Deadline for manuscript submissions: closed (25 December 2011)
Special Issue Editor
Guest Editor
Prof. Dr. Dietrich A. Volmer
Institute for Bioanalytical Chemistry, Department of Chemistry, Saarland University, 66123 Saarbrücken, Germany
Website: http://www.bioanalytik.uni-saarland.de
E-Mail: dietrich.volmer@mx.uni-saarland.de
Interests: metabolomics; lipidomics; proteomics; analytical method development; structure elucidation; quantitative mass spectrometry; ionization mechanisms and gas-phase ion chemistry
Special Issue Information
Dear Colleagues,
Lipids play essential roles in biological systems and many diseases involve changes in lipid metabolism and perturbed lipid pathways. Even though lipid analysis is widely applied in the biological sciences, lipidomics, the detailed and comprehensive analysis of lipids in a cell or tissue, is just at the beginning of its evolution. The chemical complexity of lipids, the difficulties of studying lipids in their biological framework, and the requirement to relate identity and modulation of bioactive lipids with function of genes and proteins require sophisticated high resolution analytical tools for their structural and quantitative analysis. Importantly, lipidomics techniques are increasingly used in studies of biological function, and for diagnostic and prognostic purposes (biomarkers). A considerable amount of research effort goes into data crunching and data mining of lipidomics datasets, which is a key to successful comprehensive exploration of lipidomics data as a function of treatment, genotype or phenotype.

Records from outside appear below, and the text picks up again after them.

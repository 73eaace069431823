//! Future expense display formatting
//!
//! Each row shows the daily set-aside as of a given day, with a marker for
//! expenses that are due soon.

use chrono::NaiveDate;
use std::collections::HashMap;

use super::{separator, truncate, urgency_marker};
use crate::config::settings::Settings;
use crate::models::{Category, CategoryId, FutureExpense};
use crate::services::FutureExpenseSummary;

/// Format future expenses as a table with their daily amounts
pub fn format_future_expense_list(
    expenses: &[FutureExpense],
    summary: &FutureExpenseSummary,
    today: NaiveDate,
    settings: &Settings,
) -> String {
    if expenses.is_empty() {
        return "No future expenses planned.\n".to_string();
    }

    let symbol = &settings.currency_symbol;
    let mut output = String::new();
    output.push_str(&format!(
        "  {:24} {:>12} {:10} {:>6} {:>10}  {}\n",
        "Name", "Amount", "Due", "Days", "Per Day", "ID"
    ));
    output.push_str(&separator(84));
    output.push('\n');

    for expense in expenses {
        output.push_str(&format!(
            "{} {} {:>12} {:10} {:>6} {:>10}  {}\n",
            urgency_marker(expense.urgency(today)),
            truncate(&expense.name, 24),
            expense.amount.format_with_symbol(symbol),
            expense.due_date.format(&settings.date_format),
            expense.days_remaining(today),
            expense.daily_amount(today).format_with_symbol(symbol),
            expense.id
        ));
    }

    output.push_str(&separator(84));
    output.push('\n');
    output.push_str(&format!(
        "{} planned, {} in total, set aside {} per day\n",
        summary.count,
        summary.total_amount.format_with_symbol(symbol),
        summary.total_daily.format_with_symbol(symbol)
    ));

    output
}

/// Format one future expense with its daily amount
pub fn format_future_expense_details(
    expense: &FutureExpense,
    categories: &HashMap<CategoryId, Category>,
    today: NaiveDate,
    settings: &Settings,
) -> String {
    let symbol = &settings.currency_symbol;
    let mut output = String::new();

    output.push_str(&format!("Future Expense: {}\n", expense.name));
    output.push_str(&format!("  ID:             {}\n", expense.id));
    output.push_str(&format!(
        "  Amount:         {}\n",
        expense.amount.format_with_symbol(symbol)
    ));
    output.push_str(&format!(
        "  Due:            {}\n",
        expense.due_date.format(&settings.date_format)
    ));
    output.push_str(&format!(
        "  Days Remaining: {}\n",
        expense.days_remaining(today)
    ));
    output.push_str(&format!(
        "  Per Day:        {}\n",
        expense.daily_amount(today).format_with_symbol(symbol)
    ));

    if let Some(category) = expense.category_id.and_then(|id| categories.get(&id)) {
        output.push_str(&format!("  Category:       {}\n", category.label()));
    }
    if !expense.description.is_empty() {
        output.push_str(&format!("  Description:    {}\n", expense.description));
    }

    output
}

#[cfg(test)]
mod tests {
    use super::*;
    use crate::models::Money;

    fn date(y: i32, m: u32, d: u32) -> NaiveDate {
        NaiveDate::from_ymd_opt(y, m, d).unwrap()
    }

    #[test]
    fn test_format_empty_list() {
        let summary = FutureExpenseSummary {
            count: 0,
            total_amount: Money::zero(),
            total_daily: Money::zero(),
        };
        let output = format_future_expense_list(&[], &summary, date(2025, 1, 1), &Settings::default());
        assert!(output.contains("No future expenses planned"));
    }

    #[test]
    fn test_format_list_marks_urgent() {
        let today = date(2025, 1, 1);
        let expenses = vec![
            FutureExpense::new("Insurance", Money::from_cents(30000), date(2025, 1, 4)),
            FutureExpense::new("Holiday", Money::from_cents(90000), date(2025, 3, 1)),
        ];
        let summary = FutureExpenseSummary {
            count: 2,
            total_amount: Money::from_cents(120000),
            total_daily: Money::from_cents(10000 + 1525),
        };

        let output = format_future_expense_list(&expenses, &summary, today, &Settings::default());
        let lines: Vec<_> = output.lines().collect();

        assert!(lines[2].starts_with("! Insurance"));
        assert!(lines[2].contains("€100.00"));
        assert!(lines[3].starts_with("  Holiday"));
        assert!(output.contains("set aside €115.25 per day"));
    }

    #[test]
    fn test_format_details_due_today() {
        let today = date(2025, 1, 10);
        let expense = FutureExpense::new("Tax", Money::from_cents(50000), today);

        let output = format_future_expense_details(&expense, &HashMap::new(), today, &Settings::default());
        assert!(output.contains("Days Remaining: 0"));
        assert!(output.contains("Per Day:        €0.00"));
    }
}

Therefore, this special issue of Metabolites will be dedicated to publishing current advances on bioanalytical techniques, discovery and characterization of novel lipid biomarkers, functional lipidomics, clinical applications of lipidomics, and biocomputational approaches to data-mining and databases of lipidomics datasets.
Prof. Dr. Dietrich Volmer
Guest Editor
Submission
Manuscripts should be submitted online at www.mdpi.com by registering and logging in to this website. Once you are registered, click here to go to the submission form. Manuscripts can be submitted until the deadline. Papers will be published continuously (as soon as accepted) and will be listed together on the special issue website. Research articles, review articles as well as communications are invited. For planned papers, a title and short abstract (about 100 words) can be sent to the Editorial Office for announcement on this website.
Submitted manuscripts should not have been published previously, nor be under consideration for publication elsewhere (except conference proceedings papers). All manuscripts are refereed through a peer-review process. A guide for authors and other relevant information for submission of manuscripts is available on the Instructions for Authors page. Metabolites is an international peer-reviewed Open Access quarterly journal published by MDPI.
Please visit the Instructions for Authors page before submitting a manuscript. The Article Processing Charge (APC) for publication in this open access journal is 300 CHF (Swiss Francs).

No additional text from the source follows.